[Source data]
//! Bootstrapping a manager from a single entry file.
//!
//! The loader registers the bootstrap file, then reads the list of extra
//! source descriptions found at [`Settings::source_list_path`] inside the
//! aggregated config and registers each entry:
//!
//! ```yaml
//! stratafig:
//!   sources:
//!     - id: defaults
//!       type: dir
//!       path: config/defaults
//!     - id: env
//!       priority: 20
//!       type: senv
//!       mappings:
//!         APP_PORT: server.port
//! ```
//!
//! A missing list, or a value there that is not a list, means there is
//! nothing more to load. Any bad entry aborts the whole load.

use std::sync::Arc;

use tracing::{debug, info};

use crate::error::{ConfigError, Result};
use crate::manager::Manager;
use crate::partial::ConfigRead;
use crate::settings::Settings;
use crate::source::SourceFactory;
use crate::types::kind;
use crate::value::Value;

pub struct Loader {
    manager: Arc<Manager>,
    sources: Arc<SourceFactory>,
    settings: Settings,
}

impl Loader {
    pub fn new(manager: Arc<Manager>, sources: Arc<SourceFactory>, settings: Settings) -> Self {
        Self {
            manager,
            sources,
            settings,
        }
    }

    pub fn load(&self) -> Result<()> {
        let settings = &self.settings;
        let bootstrap = self.sources.create(
            kind::FILE,
            &[
                Value::from(settings.bootstrap_path.as_str()),
                Value::from(settings.bootstrap_format.as_str()),
            ],
        )?;
        self.manager
            .add_source(&settings.bootstrap_id, 0, bootstrap)?;
        info!(
            id = %settings.bootstrap_id,
            path = %settings.bootstrap_path,
            "bootstrap source loaded"
        );

        let entries = match self.manager.get(&settings.source_list_path) {
            Ok(Value::List(entries)) => entries,
            _ => {
                debug!(
                    path = %settings.source_list_path,
                    separator = %self.manager.separator(),
                    "no source list declared"
                );
                return Ok(());
            }
        };

        for (index, entry) in entries.into_iter().enumerate() {
            let description = match entry {
                Value::Partial(description) => description,
                other => {
                    return Err(ConfigError::InvalidSourcePartial(format!(
                        "{}[{index}]: {other}",
                        settings.source_list_path
                    )));
                }
            };
            let id = description.string("id")?;
            let priority = description.int_or("priority", 0)?;
            let source = self.sources.create_from_config(&description)?;
            self.manager.add_source(&id, priority, source)?;
        }
        info!(count = self.manager.source_ids().len(), "sources loaded");
        Ok(())
    }
}

#[cfg(test)]
mod tests {
    use super::*;
    use crate::decoder::DecoderFactory;
    use crate::source::SourceContext;
    use std::fs;
    use std::path::Path;
    use tempfile::TempDir;

    fn loader(dir: &Path, bootstrap: &str) -> (Arc<Manager>, Loader) {
        let path = dir.join("config.yaml");
        fs::write(&path, bootstrap).unwrap();
        let settings = Settings {
            bootstrap_path: path.to_string_lossy().into_owned(),
            ..Settings::default()
        };
        let context = SourceContext::new(&settings, Arc::new(DecoderFactory::with_defaults()));
        let factory = Arc::new(SourceFactory::with_defaults(Arc::new(context)));
        let manager = Arc::new(Manager::new());
        let loader = Loader::new(manager.clone(), factory, settings);
        (manager, loader)
    }

    #[test]
    fn bootstrap_without_list_loads_only_bootstrap() {
        let dir = TempDir::new().unwrap();
        let (manager, loader) = loader(dir.path(), "app:\n  name: demo\n");
        loader.load().unwrap();
        assert_eq!(manager.source_ids(), vec!["_bootstrap"]);
        assert_eq!(manager.string("app.name").unwrap(), "demo");
    }

    #[test]
    fn non_list_value_is_ignored() {
        let dir = TempDir::new().unwrap();
        let (manager, loader) = loader(dir.path(), "stratafig:\n  sources: nope\n");
        loader.load().unwrap();
        assert_eq!(manager.source_ids().len(), 1);
    }

    #[test]
    fn declared_sources_are_registered_by_priority() {
        let dir = TempDir::new().unwrap();
        fs::write(dir.path().join("low.yaml"), "level: low\nonly_low: 1\n").unwrap();
        fs::write(dir.path().join("high.json"), r#"{"level": "high"}"#).unwrap();
        let bootstrap = [
            "level: bootstrap".to_string(),
            "stratafig:".to_string(),
            "  sources:".to_string(),
            "    - id: high".to_string(),
            "      priority: 20".to_string(),
            "      type: file".to_string(),
            "      format: json".to_string(),
            format!("      path: {}", dir.path().join("high.json").display()),
            "    - id: low".to_string(),
            "      priority: 10".to_string(),
            "      type: file".to_string(),
            format!("      path: {}", dir.path().join("low.yaml").display()),
        ]
        .join("\n");
        let (manager, loader) = loader(dir.path(), &bootstrap);
        loader.load().unwrap();

        assert_eq!(manager.source_ids(), vec!["_bootstrap", "low", "high"]);
        assert_eq!(manager.string("level").unwrap(), "high");
        assert_eq!(manager.int("only_low").unwrap(), 1);
    }

    #[test]
    fn missing_bootstrap_file_fails() {
        let dir = TempDir::new().unwrap();
        let settings = Settings {
            bootstrap_path: dir.path().join("absent.yaml").to_string_lossy().into_owned(),
            ..Settings::default()
        };
        let context = SourceContext::new(&settings, Arc::new(DecoderFactory::with_defaults()));
        let factory = Arc::new(SourceFactory::with_defaults(Arc::new(context)));
        let manager = Arc::new(Manager::new());
        let err = Loader::new(manager.clone(), factory, settings)
            .load()
            .unwrap_err();
        assert!(matches!(err, ConfigError::Io { .. }));
        assert!(manager.source_ids().is_empty());
    }

    #[test]
    fn entry_without_id_aborts() {
        let dir = TempDir::new().unwrap();
        let (_, loader) = loader(
            dir.path(),
            "stratafig:\n  sources:\n    - type: container\n",
        );
        assert!(matches!(
            loader.load(),
            Err(ConfigError::PathNotFound(_))
        ));
    }

    #[test]
    fn duplicate_ids_abort() {
        let dir = TempDir::new().unwrap();
        let (manager, loader) = loader(
            dir.path(),
            "stratafig:\n  sources:\n    - id: c\n      type: container\n    - id: c\n      type: container\n",
        );
        assert!(matches!(
            loader.load(),
            Err(ConfigError::DuplicateSource(ref id)) if id == "c"
        ));
        assert!(manager.has_source("c"));
    }

    #[test]
    fn unknown_type_aborts() {
        let dir = TempDir::new().unwrap();
        let (_, loader) = loader(
            dir.path(),
            "stratafig:\n  sources:\n    - id: x\n      type: ldap\n",
        );
        assert!(matches!(
            loader.load(),
            Err(ConfigError::InvalidSourcePartial(_))
        ));
    }

    #[test]
    fn priority_defaults_to_zero() {
        let dir = TempDir::new().unwrap();
        fs::write(dir.path().join("plain.yaml"), "level: plain\n").unwrap();
        fs::write(dir.path().join("low.yaml"), "level: low\nonly_low: 1\n").unwrap();
        let bootstrap = [
            "level: bootstrap".to_string(),
            "stratafig:".to_string(),
            "  sources:".to_string(),
            "    - id: plain".to_string(),
            "      type: file".to_string(),
            format!("      path: {}", dir.path().join("plain.yaml").display()),
            "    - id: low".to_string(),
            "      priority: -1".to_string(),
            "      type: file".to_string(),
            format!("      path: {}", dir.path().join("low.yaml").display()),
        ]
        .join("\n");
        let (manager, loader) = loader(dir.path(), &bootstrap);
        loader.load().unwrap();

        assert_eq!(manager.source_ids(), vec!["low", "_bootstrap", "plain"]);
        assert_eq!(manager.string("level").unwrap(), "plain");
        assert_eq!(manager.int("only_low").unwrap(), 1);
    }

    #[test]
    fn source_list_path_follows_separator() {
        let dir = TempDir::new().unwrap();
        let path = dir.path().join("config.yaml");
        fs::write(
            &path,
            "stratafig:\n  sources:\n    - id: app\n      type: container\n",
        )
        .unwrap();
        let settings = Settings {
            bootstrap_path: path.to_string_lossy().into_owned(),
            path_separator: "/".into(),
            source_list_path: "stratafig/sources".into(),
            ..Settings::default()
        };
        let context = SourceContext::new(&settings, Arc::new(DecoderFactory::with_defaults()));
        let factory = Arc::new(SourceFactory::with_defaults(Arc::new(context)));
        let manager = Arc::new(Manager::with_separator("/"));
        Loader::new(manager.clone(), factory, settings)
            .load()
            .unwrap();
        assert_eq!(manager.source_ids(), vec!["_bootstrap", "app"]);
    }

    #[test]
    fn scalar_entry_aborts() {
        let dir = TempDir::new().unwrap();
        let (_, loader) = loader(dir.path(), "stratafig:\n  sources:\n    - just-a-string\n");
        assert!(matches!(
            loader.load(),
            Err(ConfigError::InvalidSourcePartial(ref d)) if d.contains("just-a-string")
        ));
    }
}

#### [Problem details]
Above are the entries; copy out every line among them that contains the word "registers".

#### [Answer space]
//! The loader registers the bootstrap file, then reads the list of extra
//! aggregated config and registers each entry:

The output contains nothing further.